__DESCRIPTION OF THE TASK__
Track down every line below that holds "name" and copy it.

__INPUT FOR THIS TASK__
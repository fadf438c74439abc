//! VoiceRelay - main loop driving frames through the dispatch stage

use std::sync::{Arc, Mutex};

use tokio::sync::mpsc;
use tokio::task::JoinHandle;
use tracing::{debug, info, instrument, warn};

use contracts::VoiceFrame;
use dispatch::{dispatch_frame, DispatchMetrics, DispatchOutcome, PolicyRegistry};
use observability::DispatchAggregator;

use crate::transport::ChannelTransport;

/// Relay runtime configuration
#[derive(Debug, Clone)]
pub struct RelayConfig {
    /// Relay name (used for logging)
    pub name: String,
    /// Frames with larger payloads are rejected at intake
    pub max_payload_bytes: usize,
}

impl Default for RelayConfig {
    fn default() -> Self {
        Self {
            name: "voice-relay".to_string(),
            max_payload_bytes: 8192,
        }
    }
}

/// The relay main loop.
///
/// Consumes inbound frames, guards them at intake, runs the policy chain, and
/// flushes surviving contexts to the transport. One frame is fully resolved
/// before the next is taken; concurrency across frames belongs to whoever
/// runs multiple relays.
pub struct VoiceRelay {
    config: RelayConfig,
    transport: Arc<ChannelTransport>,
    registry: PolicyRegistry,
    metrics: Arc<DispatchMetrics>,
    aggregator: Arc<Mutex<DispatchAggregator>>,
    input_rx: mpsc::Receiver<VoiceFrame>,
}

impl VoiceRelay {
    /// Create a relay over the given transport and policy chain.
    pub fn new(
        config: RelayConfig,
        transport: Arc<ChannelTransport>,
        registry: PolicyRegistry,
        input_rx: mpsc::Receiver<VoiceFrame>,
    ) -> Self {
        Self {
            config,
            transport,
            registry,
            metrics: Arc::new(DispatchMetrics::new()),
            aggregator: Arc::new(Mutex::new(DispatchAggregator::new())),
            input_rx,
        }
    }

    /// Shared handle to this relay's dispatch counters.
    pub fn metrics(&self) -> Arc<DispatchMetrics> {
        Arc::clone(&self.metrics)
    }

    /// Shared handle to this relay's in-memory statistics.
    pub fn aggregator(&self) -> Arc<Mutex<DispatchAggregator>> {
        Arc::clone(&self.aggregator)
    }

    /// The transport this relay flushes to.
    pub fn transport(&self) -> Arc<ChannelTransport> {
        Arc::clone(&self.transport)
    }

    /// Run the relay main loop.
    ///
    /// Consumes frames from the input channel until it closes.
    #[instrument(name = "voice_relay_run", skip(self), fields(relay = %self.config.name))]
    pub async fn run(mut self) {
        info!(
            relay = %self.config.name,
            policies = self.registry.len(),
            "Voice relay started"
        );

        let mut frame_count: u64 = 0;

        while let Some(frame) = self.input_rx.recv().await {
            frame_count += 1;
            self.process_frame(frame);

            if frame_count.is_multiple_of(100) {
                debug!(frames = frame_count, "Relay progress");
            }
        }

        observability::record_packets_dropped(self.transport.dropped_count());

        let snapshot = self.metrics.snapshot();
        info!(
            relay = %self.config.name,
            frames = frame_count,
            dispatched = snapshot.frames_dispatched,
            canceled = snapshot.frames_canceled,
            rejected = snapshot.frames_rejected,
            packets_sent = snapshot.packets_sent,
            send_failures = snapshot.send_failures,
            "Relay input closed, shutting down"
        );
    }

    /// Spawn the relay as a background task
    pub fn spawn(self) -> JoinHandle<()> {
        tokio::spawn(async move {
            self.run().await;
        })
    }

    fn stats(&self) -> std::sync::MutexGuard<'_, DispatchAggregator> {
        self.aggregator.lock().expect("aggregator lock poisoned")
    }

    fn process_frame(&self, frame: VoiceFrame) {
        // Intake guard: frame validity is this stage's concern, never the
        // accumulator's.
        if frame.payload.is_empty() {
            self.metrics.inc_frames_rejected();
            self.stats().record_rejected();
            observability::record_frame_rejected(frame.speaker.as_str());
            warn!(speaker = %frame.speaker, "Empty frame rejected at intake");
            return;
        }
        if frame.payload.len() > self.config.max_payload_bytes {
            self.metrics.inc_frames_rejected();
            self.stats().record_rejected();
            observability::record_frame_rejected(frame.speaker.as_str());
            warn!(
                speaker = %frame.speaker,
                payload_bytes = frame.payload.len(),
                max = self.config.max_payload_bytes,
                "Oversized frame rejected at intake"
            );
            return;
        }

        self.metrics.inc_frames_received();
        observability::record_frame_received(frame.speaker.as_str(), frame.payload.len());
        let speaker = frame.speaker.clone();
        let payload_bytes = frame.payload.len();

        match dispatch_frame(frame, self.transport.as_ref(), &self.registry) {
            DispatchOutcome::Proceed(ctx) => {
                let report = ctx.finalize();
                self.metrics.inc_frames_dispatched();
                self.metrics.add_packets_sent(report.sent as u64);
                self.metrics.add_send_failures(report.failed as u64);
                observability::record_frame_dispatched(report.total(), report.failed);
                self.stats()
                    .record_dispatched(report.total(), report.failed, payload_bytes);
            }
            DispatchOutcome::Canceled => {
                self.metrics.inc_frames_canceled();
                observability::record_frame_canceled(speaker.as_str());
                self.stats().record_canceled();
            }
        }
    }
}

--

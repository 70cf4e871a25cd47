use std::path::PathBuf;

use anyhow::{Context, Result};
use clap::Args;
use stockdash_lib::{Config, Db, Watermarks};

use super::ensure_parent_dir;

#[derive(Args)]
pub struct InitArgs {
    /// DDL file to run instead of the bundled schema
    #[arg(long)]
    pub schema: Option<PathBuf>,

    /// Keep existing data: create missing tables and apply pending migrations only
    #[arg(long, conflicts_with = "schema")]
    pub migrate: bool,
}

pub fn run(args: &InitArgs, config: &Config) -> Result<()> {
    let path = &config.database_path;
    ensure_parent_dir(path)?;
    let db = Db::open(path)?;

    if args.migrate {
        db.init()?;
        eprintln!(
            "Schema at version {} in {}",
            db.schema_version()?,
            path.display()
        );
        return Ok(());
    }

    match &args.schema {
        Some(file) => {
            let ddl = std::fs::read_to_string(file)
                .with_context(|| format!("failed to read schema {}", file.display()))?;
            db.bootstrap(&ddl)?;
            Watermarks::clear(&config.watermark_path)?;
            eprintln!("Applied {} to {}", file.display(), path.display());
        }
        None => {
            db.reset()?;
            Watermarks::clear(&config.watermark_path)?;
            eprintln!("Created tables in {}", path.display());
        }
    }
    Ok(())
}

__RESPONSE TO THE EXERCISE__
    /// Relay name (used for logging)
    pub name: String,
            name: "voice-relay".to_string(),
    #[instrument(name = "voice_relay_run", skip(self), fields(relay = %self.config.name))]
            relay = %self.config.name,
            relay = %self.config.name,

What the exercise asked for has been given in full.